Вопрос

My Ruby version is ruby 1.9.3p385 . My Rails version is 3.2.12.

I use the following to load the test database:

rake db:seed RAILS_ENV=test

Everything works great. All the Factory Girl stuff is loaded nicely.

Contents of test/factories.rb contains the factories. The contents of db/seeds.rb is simply:

FactoryGirl.create(:music_categorization)
FactoryGirl.create(:dance_categorization)

Now, when I run the tests using the following command:

rake test

Rails deletes all the seed data and the tests fail. I'd like a way to prevent "rake test" from deleting data.

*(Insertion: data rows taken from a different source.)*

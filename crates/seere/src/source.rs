//! Artifact sources.

use std::path::{Path, PathBuf};
use std::sync::Arc;

use async_trait::async_trait;
use augury_core::{Error, Result};
use dashmap::DashMap;

use crate::artifact::{demo_artifact, encode_artifact, ModelArtifact, ARTIFACT_EXTENSION};

/// A store that can hand out artifact bytes by model identifier.
#[async_trait]
pub trait ArtifactSource: Send + Sync {
    /// Short name used in logs.
    fn name(&self) -> &str;

    /// Fetches the artifact for `model_id`.
    ///
    /// Returns `Ok(None)` when the source holds no such artifact.
    async fn fetch(&self, model_id: &str) -> Result<Option<Vec<u8>>>;
}

/// Artifacts stored as `<root>/<model_id>.json`.
#[derive(Debug, Clone)]
pub struct FilesystemSource {
    root: PathBuf,
}

impl FilesystemSource {
    /// Creates a source rooted at `root`.
    #[must_use]
    pub fn new(root: impl Into<PathBuf>) -> Self {
        Self { root: root.into() }
    }

    /// Returns the root directory.
    #[must_use]
    pub fn root(&self) -> &Path {
        &self.root
    }

    /// Returns the path an artifact for `model_id` lives at.
    ///
    /// # Errors
    ///
    /// Returns [`Error::InvalidRequest`] for identifiers that could escape the root.
    pub fn artifact_path(&self, model_id: &str) -> Result<PathBuf> {
        if model_id.is_empty()
            || model_id.starts_with('.')
            || model_id.contains(['/', '\\'])
            || model_id.contains("..")
        {
            return Err(Error::invalid_request(format!(
                "invalid model identifier: {model_id:?}"
            )));
        }
        Ok(self.root.join(format!("{model_id}.{ARTIFACT_EXTENSION}")))
    }

    /// Writes an artifact, creating the root directory if needed.
    ///
    /// # Errors
    ///
    /// Returns an error if the identifier is invalid or the write fails.
    pub async fn store(&self, model_id: &str, artifact: &ModelArtifact) -> Result<PathBuf> {
        let path = self.artifact_path(model_id)?;
        let bytes = encode_artifact(artifact)?;

        tokio::fs::create_dir_all(&self.root).await?;
        tokio::fs::write(&path, bytes).await?;

        tracing::info!(model_id, path = %path.display(), "Stored artifact");
        Ok(path)
    }
}

#[async_trait]
impl ArtifactSource for FilesystemSource {
    fn name(&self) -> &str {
        "filesystem"
    }

    async fn fetch(&self, model_id: &str) -> Result<Option<Vec<u8>>> {
        let path = self.artifact_path(model_id)?;
        match tokio::fs::read(&path).await {
            Ok(bytes) => Ok(Some(bytes)),
            Err(e) if e.kind() == std::io::ErrorKind::NotFound => {
                tracing::debug!(model_id, path = %path.display(), "Artifact file not found");
                Ok(None)
            }
            Err(e) => Err(Error::Io(e)),
        }
    }
}

/// Artifacts held in memory.
#[derive(Debug, Default)]
pub struct MemorySource {
    artifacts: DashMap<String, Vec<u8>>,
}

impl MemorySource {
    /// Creates an empty source.
    #[must_use]
    pub fn new() -> Self {
        Self::default()
    }

    /// Stores raw artifact bytes.
    pub fn insert(&self, model_id: impl Into<String>, bytes: Vec<u8>) {
        self.artifacts.insert(model_id.into(), bytes);
    }

    /// Encodes and stores an artifact.
    ///
    /// # Errors
    ///
    /// Returns an error if encoding fails.
    pub fn insert_artifact(&self, model_id: impl Into<String>, artifact: &ModelArtifact) -> Result<()> {
        self.insert(model_id, encode_artifact(artifact)?);
        Ok(())
    }

    /// Removes an artifact. Returns whether one was present.
    pub fn remove(&self, model_id: &str) -> bool {
        self.artifacts.remove(model_id).is_some()
    }

    /// Number of stored artifacts.
    #[must_use]
    pub fn len(&self) -> usize {
        self.artifacts.len()
    }

    /// Returns `true` if no artifacts are stored.
    #[must_use]
    pub fn is_empty(&self) -> bool {
        self.artifacts.is_empty()
    }
}

#[async_trait]
impl ArtifactSource for MemorySource {
    fn name(&self) -> &str {
        "memory"
    }

    async fn fetch(&self, model_id: &str) -> Result<Option<Vec<u8>>> {
        Ok(self.artifacts.get(model_id).map(|bytes| bytes.clone()))
    }
}

/// Serves the demo classifier for every identifier.
#[derive(Debug, Clone, Copy, Default)]
pub struct DemoSource;

#[async_trait]
impl ArtifactSource for DemoSource {
    fn name(&self) -> &str {
        "demo"
    }

    async fn fetch(&self, model_id: &str) -> Result<Option<Vec<u8>>> {
        tracing::warn!(model_id, "Serving demo artifact");
        encode_artifact(&demo_artifact(model_id)).map(Some)
    }
}

/// Tries `primary` first and falls back when it has no artifact.
///
/// Errors from the primary source are returned as-is.
pub struct FallbackSource {
    primary: Arc<dyn ArtifactSource>,
    fallback: Arc<dyn ArtifactSource>,
}

impl FallbackSource {
    /// Chains two sources.
    #[must_use]
    pub fn new(primary: Arc<dyn ArtifactSource>, fallback: Arc<dyn ArtifactSource>) -> Self {
        Self { primary, fallback }
    }
}

#[async_trait]
impl ArtifactSource for FallbackSource {
    fn name(&self) -> &str {
        self.primary.name()
    }

    async fn fetch(&self, model_id: &str) -> Result<Option<Vec<u8>>> {
        if let Some(bytes) = self.primary.fetch(model_id).await? {
            return Ok(Some(bytes));
        }
        tracing::debug!(
            model_id,
            primary = self.primary.name(),
            fallback = self.fallback.name(),
            "Primary source empty, trying fallback"
        );
        self.fallback.fetch(model_id).await
    }
}

#[cfg(test)]
mod tests {
    use super::*;

    #[tokio::test]
    async fn test_filesystem_roundtrip() {
        let dir = tempfile::tempdir().unwrap();
        let source = FilesystemSource::new(dir.path().join("models"));

        assert!(source.fetch("churn").await.unwrap().is_none());

        let path = source.store("churn", &demo_artifact("churn")).await.unwrap();
        assert_eq!(path, dir.path().join("models").join("churn.json"));

        let bytes = source.fetch("churn").await.unwrap().unwrap();
        let artifact = ModelArtifact::from_slice("churn", &bytes).unwrap();
        assert_eq!(artifact.version, "1.0.0-demo");
    }

    #[tokio::test]
    async fn test_filesystem_rejects_traversal() {
        let dir = tempfile::tempdir().unwrap();
        let source = FilesystemSource::new(dir.path());

        for id in ["../etc/passwd", "a/b", "a\\b", "..", ".hidden", ""] {
            let err = source.fetch(id).await.unwrap_err();
            assert!(matches!(err, Error::InvalidRequest { .. }), "accepted {id:?}");
        }
    }

    #[tokio::test]
    async fn test_memory_source() {
        let source = MemorySource::new();
        assert!(source.fetch("m1").await.unwrap().is_none());

        source.insert("m1", b"{}".to_vec());
        assert_eq!(source.fetch("m1").await.unwrap(), Some(b"{}".to_vec()));
        assert_eq!(source.len(), 1);

        assert!(source.remove("m1"));
        assert!(source.is_empty());
    }

    #[tokio::test]
    async fn test_fallback_prefers_primary() {
        let primary = Arc::new(MemorySource::new());
        primary.insert("real", b"primary".to_vec());
        let source = FallbackSource::new(primary, Arc::new(DemoSource));

        assert_eq!(source.fetch("real").await.unwrap(), Some(b"primary".to_vec()));

        let demo = source.fetch("missing").await.unwrap().unwrap();
        assert!(ModelArtifact::from_slice("missing", &demo).is_ok());
    }
}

The other route I went was to load the seed data as part of the "rake test" command as mentioned in this question. However, what that ends up doing is loading the test data twice (basically db/seeds.rb is called twice for some reason). I abandoned that route and now simply want to do the following to run my tests:

rake db:seed RAILS_ENV=test
rake test

Any help is appreciated. I basically want to prevent rake test from deleting my data OR figure out a way to not have db/seeds.rb called twice.

Это было полезно?

Решение

AFAIK its not usual to use db:seed to load data for your tests, its normally just used to load seed data for development purposes only.

Instead you should create test data in the actual test file. Usually test data is deleted after each test using something like database_cleaner, so each test starts with an empty database.

For example in rspec you can load test data in a let block, before block or in the test itself, e.g

require 'spec_helper'

describe Page do
  let(:user) { FactoryGirl.create(:user) }

   before do
     # create some data
   end

  it '#name returns XYZ' do
    page = FactoryGirl.create(:page, :user => user)
    page.description.should == 'XYZ'
  end

  it '#description returns ABC' do
    page = FactoryGirl.create(:page, :user => user)
    page.description.should == 'ABC'
  end
end

Другие советы

First, let me just say that in general you should not be using seed data in your tests. Tests are supposed to run with an empty database, and you create only the data you need for each test.

In your case, you seem to have not understood the meaning of the seed data, which is basically core data that your application needs to work properly. If you need to instantiate a couple of models in your tests, simply do (assuming you're using rspec)

    before(:each) do
      FactoryGirl.create(:music_categorization)
      FactoryGirl.create(:dance_categorization)
    end

If you still want to run the tests with the seed data, you can always try and run rspec, which will just run all you rspec examples leaving the test database as is. But believe, that's not what you want.